--- START ---
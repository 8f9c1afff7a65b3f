// SPDX-FileCopyrightText: 2025 All contributors
//
// SPDX-License-Identifier: GPL-2.0-or-later

use crate::{bonus::evaluate_bonuses, farthest_pair::farthest_pair_auto};
use common::{bonus::BonusZone, position::Point, score::ScoreResult};
use tracing::debug;

/// Tuning knobs of [`score_flight_with`].
#[derive(Debug, Clone, Copy, PartialEq, Eq)]
pub struct ScoringOptions {
    /// Tracks with at least this many points are searched in parallel.
    pub parallel_threshold: usize,
}

impl ScoringOptions {
    pub const DEFAULT_PARALLEL_THRESHOLD: usize = 2048;
}

impl Default for ScoringOptions {
    fn default() -> Self {
        ScoringOptions {
            parallel_threshold: Self::DEFAULT_PARALLEL_THRESHOLD,
        }
    }
}

/// Combines the leg distance with the bonus results.
///
/// `(max_distance_km + bonus_total) * multiplier`
pub fn aggregate(max_distance_km: f64, bonus_total: f64, multiplier: f64) -> f64 {
    (max_distance_km + bonus_total) * multiplier
}

/// Scores a flight with the default [`ScoringOptions`].
pub fn score_flight(points: &[Point], zones: &[BonusZone]) -> ScoreResult {
    score_flight_with(points, zones, ScoringOptions::default())
}

/// Scores a flight.
///
/// Searches the farthest pair of `points`, evaluates `zones` against the same
/// points and aggregates both into a [`ScoreResult`].
pub fn score_flight_with(
    points: &[Point],
    zones: &[BonusZone],
    options: ScoringOptions,
) -> ScoreResult {
    let pair = farthest_pair_auto(points, options.parallel_threshold);
    let bonus = evaluate_bonuses(points, zones);
    let total_score = aggregate(pair.distance_km, bonus.bonus_total, bonus.multiplier);
    debug!(
        "Scored flight: {:.3} km, bonus {:.3}, multiplier {:.3}, total {:.3}",
        pair.distance_km, bonus.bonus_total, bonus.multiplier, total_score
    );
    ScoreResult {
        raw_distance_km: pair.distance_km,
        total_score,
        start_index: pair.start_index,
        end_index: pair.end_index,
    }
}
--- END ---
In full and word for word, repeat the records.

repository 8f9c1afff7a65b3f
// SPDX-FileCopyrightText: 2025 All contributors
//
// SPDX-License-Identifier: GPL-2.0-or-later

use crate::{bonus::evaluate_bonuses, farthest_pair::farthest_pair_auto};
use common::{bonus::BonusZone, position::Point, score::ScoreResult};
use tracing::debug;

/// Tuning knobs of [`score_flight_with`].
#[derive(Debug, Clone, Copy, PartialEq, Eq)]
pub struct ScoringOptions {
    /// Tracks with at least this many points are searched in parallel.
    pub parallel_threshold: usize,
}

impl ScoringOptions {
    pub const DEFAULT_PARALLEL_THRESHOLD: usize = 2048;
}

impl Default for ScoringOptions {
    fn default() -> Self {
        ScoringOptions {
            parallel_threshold: Self::DEFAULT_PARALLEL_THRESHOLD,
        }
    }
}

/// Combines the leg distance with the bonus results.
///
/// `(max_distance_km + bonus_total) * multiplier`
pub fn aggregate(max_distance_km: f64, bonus_total: f64, multiplier: f64) -> f64 {
    (max_distance_km + bonus_total) * multiplier
}

/// Scores a flight with the default [`ScoringOptions`].
pub fn score_flight(points: &[Point], zones: &[BonusZone]) -> ScoreResult {
    score_flight_with(points, zones, ScoringOptions::default())
}

/// Scores a flight.
///
/// Searches the farthest pair of `points`, evaluates `zones` against the same
/// points and aggregates both into a [`ScoreResult`].
pub fn score_flight_with(
    points: &[Point],
    zones: &[BonusZone],
    options: ScoringOptions,
) -> ScoreResult {
    let pair = farthest_pair_auto(points, options.parallel_threshold);
    let bonus = evaluate_bonuses(points, zones);
    let total_score = aggregate(pair.distance_km, bonus.bonus_total, bonus.multiplier);
    debug!(
        "Scored flight: {:.3} km, bonus {:.3}, multiplier {:.3}, total {:.3}",
        pair.distance_km, bonus.bonus_total, bonus.multiplier, total_score
    );
    ScoreResult {
        raw_distance_km: pair.distance_km,
        total_score,
        start_index: pair.start_index,
        end_index: pair.end_index,
    }
}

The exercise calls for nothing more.